All this meant that I practically had to slink into Woollies in disguise to look for it - it would have been social disaster for me to have been discovered there, looking through the cheapo crap for an album of Deep Purple covers. (Nowadays, you'll have gathered, I don't give a damn.)
Anyway, by the time I found it, I hated the wretched thing for all the trouble it had caused me. It cost me 66 pence (it still has the sticker on the cover) in 1976 or 1977 - probably about the price of a 45rpm 7inch single at the time. And when I played it.....was it bad!
Now flash-forward about 17 years. During this time, I'd played this record whenever I wanted to laugh. It became a standard in my house - "Is it as bad as Funky Junction?" Anyway, in late 1994 I was new to the Net. I'd discovered alt.music.deep-purple and its resident guru, Trond. In a note to Trond I said something about Funky Junction and how bad they were. His reply hinted that they were actually Thin Lizzy. "Whaaatt??", I said, "Tell me more!"
Trond didn't - instead he forwarded my note to Alex Gitlin, who passed it onto Lennart Hedenstroem, who gave me the full story. This impressed me immensely. First, the sheer logistics of flashing this note around the world was impressive to this Net newbie - because I've worked with computers for 20 years and I know how difficult it is to get them to do anything at all! Second, the fact that there were all these friendly and helpful folk out there who not only cared about Purple, not only had heard of FJ, but even knew who they were, and were happy to take the time to tell me, gave me a very warm feeling. I knew I was in with friends.
Here's what Lennart told me......"Eric Bell, the original Thin Lizzy guitarist (70-73), was interviewed in Black Rose (the TL magazine) some years ago. In there he told the story about the FJ album. So it's definitely Thin Lizzy.
Musicians were Phil Lynott (bass), Eric Bell (guitar), Brian Downey (drums), Dave Lennox (keyboards), and Benny White (vocals). The first three were the Lizzy line-up at the time (1972). Phil couldn't sing in the style of Ian Gillan, so they brought in White from the Dublin band Elmer Fudd and also their keyboard player (Lennox). The album was released in early 1973. Lizzy had a couple of albums out that were no success and they had just moved to London from Dublin and were broke.
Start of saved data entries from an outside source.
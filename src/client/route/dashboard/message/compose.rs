use dioxus::prelude::*;
use dioxus_logger::tracing;
use league_api::{
    model::{
        competition::CompetitionFilter,
        message::{MessageDto, RecipientCategory, RecipientFilter},
        user::{Role, UserDto},
    },
    validation::{form::validate_message, FieldError},
    ApiError,
};

use crate::client::{
    api::{use_client, Client},
    component::{
        form::{error_for, Field, SubmitButton},
        page::{ErrorAlert, LoadingPage},
        Page,
    },
    constant::SITE_NAME,
    model::auth::AuthContext,
    router::Route,
};

/// Team or competition a group message is addressed to.
#[derive(Clone, PartialEq)]
struct RelatedEntity {
    id: i64,
    name: String,
    kind: &'static str,
}

/// Teams a coach manages, or competitions an organizer runs.
async fn related_entities(client: &Client, user: &UserDto) -> Result<Vec<RelatedEntity>, ApiError> {
    let Some(user_id) = user.id else {
        return Ok(Vec::new());
    };

    let entities = match user.role {
        Some(Role::Coach) => client
            .teams()
            .get_coach_teams(user_id)
            .await?
            .into_iter()
            .filter_map(|team| {
                Some(RelatedEntity {
                    id: team.id?,
                    name: team.name.unwrap_or_default(),
                    kind: "TEAM",
                })
            })
            .collect(),
        Some(Role::Organizer) => client
            .competitions()
            .get_organizer_competitions(user_id, &CompetitionFilter::default())
            .await?
            .competitions
            .into_iter()
            .filter_map(|competition| {
                Some(RelatedEntity {
                    id: competition.id?,
                    name: competition.name.unwrap_or_default(),
                    kind: "COMPETITION",
                })
            })
            .collect(),
        _ => Vec::new(),
    };
    Ok(entities)
}

#[component]
pub fn ComposeMessage() -> Element {
    let auth = use_context::<AuthContext>();

    let user = auth.read().user().cloned();
    match user {
        Some(user) => rsx!(ComposeForm { user }),
        None => rsx!(LoadingPage {}),
    }
}

#[component]
fn ComposeForm(user: UserDto) -> Element {
    let client = use_client();
    let nav = navigator();

    let mut form = use_signal(MessageDto::default);
    let mut search = use_signal(String::new);
    let mut errors = use_signal(Vec::<FieldError>::new);
    let mut failure = use_signal(|| None::<String>);
    let mut sending = use_signal(|| false);

    let categories = use_resource({
        let client = client.clone();
        let role = user.role.clone();
        move || {
            let client = client.clone();
            let role = role.clone();
            async move {
                match role {
                    Some(role) => client
                        .messages()
                        .get_recipient_categories(&role)
                        .await
                        .inspect_err(|err| tracing::error!("Failed to fetch recipient categories: {}", err)),
                    None => Ok(Vec::new()),
                }
            }
        }
    });

    let entities = use_resource({
        let client = client.clone();
        let user = user.clone();
        move || {
            let client = client.clone();
            let user = user.clone();
            async move {
                related_entities(&client, &user)
                    .await
                    .inspect_err(|err| tracing::error!("Failed to fetch message targets: {}", err))
            }
        }
    });

    let wants_recipients = use_memo(move || {
        form.read()
            .recipient_category
            .as_ref()
            .is_some_and(|c| c.needs_recipients())
    });

    let recipients = use_resource({
        let client = client.clone();
        move || {
            let client = client.clone();
            let wanted = wants_recipients();
            let filter = RecipientFilter {
                search: Some(search()).filter(|s| !s.trim().is_empty()),
                ..Default::default()
            };
            async move {
                if !wanted {
                    return Ok(Vec::new());
                }
                client
                    .messages()
                    .get_recipients(&filter)
                    .await
                    .inspect_err(|err| tracing::error!("Failed to fetch recipients: {}", err))
            }
        }
    });

    let on_submit = move |evt: FormEvent| {
        evt.prevent_default();
        let message = form();
        let validation = validate_message(&message);
        let valid = validation.is_empty();
        errors.set(validation);
        if !valid {
            return;
        }

        let client = client.clone();
        sending.set(true);
        failure.set(None);
        spawn(async move {
            match client.messages().send(&message).await {
                Ok(_) => {
                    nav.push(Route::Messages {});
                }
                Err(err) => {
                    tracing::error!("Failed to send message: {}", err);
                    failure.set(Some(err.user_message()));
                }
            }
            sending.set(false);
        });
    };

    let select_category = move |evt: FormEvent| {
        let value = evt.value();
        let mut message = form.write();
        message.recipient_category = (!value.is_empty()).then(|| RecipientCategory::from_wire(&value));
        message.recipient_ids.clear();
        message.related_entity_id = None;
        message.related_entity_type = None;
    };

    let current = form();
    let category = current.recipient_category.clone();
    let category_options = match &*categories.read_unchecked() {
        Some(Ok(list)) => list.clone(),
        _ => Vec::new(),
    };
    let entity_options = match &*entities.read_unchecked() {
        Some(Ok(list)) => list.clone(),
        _ => Vec::new(),
    };

    rsx! {
        Title { "New message | {SITE_NAME}" }
        Page {
            class: "flex flex-col items-center w-full",
            form {
                class: "card bg-base-200 w-full max-w-3xl",
                onsubmit: on_submit,
                div {
                    class: "card-body",
                    h1 { class: "card-title text-2xl", "New message" }
                    if let Some(message) = failure() {
                        ErrorAlert { message }
                    }
                    if let Some(Err(err)) = &*categories.read_unchecked() {
                        ErrorAlert { message: err.user_message() }
                    }
                    Field {
                        label: "Send to",
                        error: error_for(&errors, "recipientCategory"),
                        select {
                            class: "select select-bordered w-full",
                            onchange: select_category,
                            option { value: "", selected: category.is_none(), "Choose an audience" }
                            for option in category_options {
                                option {
                                    value: "{option.as_str()}",
                                    selected: category.as_ref() == Some(&option),
                                    "{option}"
                                }
                            }
                        }
                    }
                    if category.as_ref().is_some_and(|c| c.needs_related_entity()) {
                        Field {
                            label: "Team or competition",
                            error: error_for(&errors, "relatedEntityId"),
                            select {
                                class: "select select-bordered w-full",
                                onchange: move |evt| {
                                    let id = evt.value().parse::<i64>().ok();
                                    let kind = entity_kind(&entities, id);
                                    let mut message = form.write();
                                    message.related_entity_id = id;
                                    message.related_entity_type = kind;
                                },
                                option { value: "", selected: current.related_entity_id.is_none(), "Choose..." }
                                for entity in entity_options {
                                    option {
                                        value: "{entity.id}",
                                        selected: current.related_entity_id == Some(entity.id),
                                        "{entity.name}"
                                    }
                                }
                            }
                        }
                    }
                    if category.as_ref().is_some_and(|c| c.needs_recipients()) {
                        Field {
                            label: "Recipients",
                            error: error_for(&errors, "recipientIds"),
                            input {
                                class: "input input-bordered input-sm w-full mb-2",
                                placeholder: "Search by name",
                                value: "{search}",
                                oninput: move |evt| search.set(evt.value()),
                            }
                            match &*recipients.read_unchecked() {
                                None => rsx! { span { class: "loading loading-spinner loading-sm" } },
                                Some(Err(err)) => rsx! { ErrorAlert { message: err.user_message() } },
                                Some(Ok(list)) => rsx! {
                                    div {
                                        class: "max-h-60 overflow-y-auto flex flex-col gap-1",
                                        for recipient in list.clone() {
                                            if let Some(id) = recipient.id {
                                                label {
                                                    class: "label cursor-pointer justify-start gap-2",
                                                    input {
                                                        r#type: "checkbox",
                                                        class: "checkbox checkbox-sm",
                                                        checked: current.recipient_ids.contains(&id),
                                                        onchange: move |evt| {
                                                            let mut message = form.write();
                                                            message.recipient_ids.retain(|r| *r != id);
                                                            if evt.checked() {
                                                                message.recipient_ids.push(id);
                                                            }
                                                        },
                                                    }
                                                    span { "{recipient.name()}" }
                                                    if let Some(role) = &recipient.role {
                                                        span { class: "badge badge-xs {role.badge_color()}", "{role}" }
                                                    }
                                                }
                                            }
                                        }
                                    }
                                },
                            }
                        }
                    }
                    Field {
                        label: "Message",
                        error: error_for(&errors, "content"),
                        textarea {
                            class: "textarea textarea-bordered w-full",
                            rows: 8,
                            value: "{current.content}",
                            oninput: move |evt| form.write().content = evt.value(),
                        }
                    }
                    div {
                        class: "card-actions justify-end",
                        Link { to: Route::Messages {}, class: "btn", "Cancel" }
                        SubmitButton { label: "Send", busy_label: "Sending...", is_busy: sending() }
                    }
                }
            }
        }
    }
}

fn entity_kind(
    entities: &Resource<Result<Vec<RelatedEntity>, ApiError>>,
    id: Option<i64>,
) -> Option<String> {
    let id = id?;
    match &*entities.read_unchecked() {
        Some(Ok(list)) => list
            .iter()
            .find(|e| e.id == id)
            .map(|e| e.kind.to_string()),
        _ => None,
    }
}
They got an offer from a German man to record this album as a tribute to Deep Purple anonymously for a sum of money that would keep them from starving for a while. These versions can in no way compete with the DP original. Eric Bell is no Ritchie Blackmore and Lizzy was a young evolving band at the time - not to mention the low budget production that in all makes this merely a thing for die-hard Lizzy collectors."
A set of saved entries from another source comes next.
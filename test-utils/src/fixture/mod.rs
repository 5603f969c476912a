//! Test fixtures providing reusable DTOs.
//!
//! Each module exposes `DEFAULT_*` constants and constructors returning a DTO filled
//! with those defaults. Override fields with struct update syntax:
//!
//! ```rust,ignore
//! use test_utils::fixture;
//!
//! let team = TeamDto {
//!     name: Some("Blue Sharks".to_string()),
//!     ..fixture::team::dto()
//! };
//! ```

pub mod competition;
pub mod match_sheet;
pub mod matches;
pub mod message;
pub mod notification;
pub mod team;
pub mod user;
All right - to the music! Fairly short running time. Five Purple numbers and four others - the others are credited to "Leo Muller", who, I assume, was the German guy responsible for the whole thing.
Side 1 (remember folks, this is vinyl!)
A cheap nasty effect stands in for the air conditioner at the start. The drumming is very good - better than the Shrapnel version - and that's important for this tune. The production sounds cheap - obviously a low-budget job. The vocalist is very clear - you can pick up every word - but he doesn't sound a bit like Big Ian. The guitarist attempts to imitate Ritchie's solo, but comes out with something which makes me think of a kid making funny noises with a stretched elastic band! The organ solo flashes across the speakers in the exaggerated stereo that a lot of very cheap records have. Knowing now that it's Lynott, I've just listened to the bass for the first time, and it's damn good.
Better known as the traditional Irish song "Danny Boy". A solo guitar instrumental, with lots of echo and feedback that seems to get out of control! My long-suffering wife says it's "like someone learning to play for the first time." There's one hideous peak where it all seems to fall apart, and I fall about laughing. Guaranteed to bring tears to your eyes, but not for the reasons that "Danny Boy" usually does.
3. Black Night
Not bad - verses are quite close to the original, and the guitar lines are spot on. The solos are not as good as the originals, but OK. About the vocalist, my wife reckons "He started out as a choirboy, and should have ended up in traditional clubs singing to little old ladies." Does anyone know what happened to him?
If this is a cover, I don't recognise it. It is a hideous synth-led instrumental with no discernible tune. Hear Thin Lizzy's rhythm section do a great impersonation of a primitive drum machine! On second thoughts, don't hear it.
5. Strange Kind of Woman
Again, those vocals are oh-so-polite! Good bass, guitar solos are fine. It's just a bit pedestrian and lacking in excitement.
Some sort of squeaky toy used for the effect at the start. The attempt to imitate Jon at the start doesn't quite come off, but they do get the lumpy rhythm quite accurately. And the vocalist sounds really like Rod Evans - so maybe the other tracks are what RE would have sounded like on the Mk 2 material. There's quite a lot of life about this track - they capture the laboured funky(!) sound of the DP version.
2. Rising Sun
Instrumental version of "House of the Rising Sun". Lots of power without going over the top. Builds up from a quiet start, gets very emotional, then slows and quietens for the end. Beautifully structured and played. The best track on the album by a mile (1.60934 km).
3. Speed King
This is based on the UK/European version, so they try to copy the blast at the start, and the quiet organ bit. The vocalist just can't cope with this song. There's too much echo (or stereo) on the organ in the middle, but at least the organ and guitar parts complement each other, unlike on the Shrapnel version. It's OK.
I believe that this is a traditional folk or blues song. It's a straightforward bopalong tune, with nothing exceptional about it, which any working band could churn out without wakening up.
Final impressions are that it's not as bad as I thought. You tend to remember the bad bits - the vocals, the guitar solo in "Fireball", all of "Dan", the squeaky toy on "Hush". Of course, it's still not good, so don't go hunting for it, and don't spend a lot of money when you find it. I've seen it going for 10 UK pounds at a record fair - it just isn't worth that money, unless you have that much to burn. (On the other hand, if you're a Purple fanatic, how can you resist?)
The DPAS discography (1982) says that Ritchie and Ian P recorded three tracks with Phil Lynott in 1971 under the name of "Baby Face", for a single which never appeared. But other people put that session as late as 1973. So there was a DP/TL connection at about the time this album was recorded - but before or after?
The discography says that the band pictured on the cover is Hard Stuff, who recorded on the Purple label; and that the album was released in Germany as "The Rock Machine plays the best of Deep Purple and other hits" - label and number : Sonic 9048.
(BTW, there was also an album "Especially for You.....Gladys Knight and the Pips with guests Funky Junction". What a versatile band they were!)
There - ain't that enough for a 66 pence record?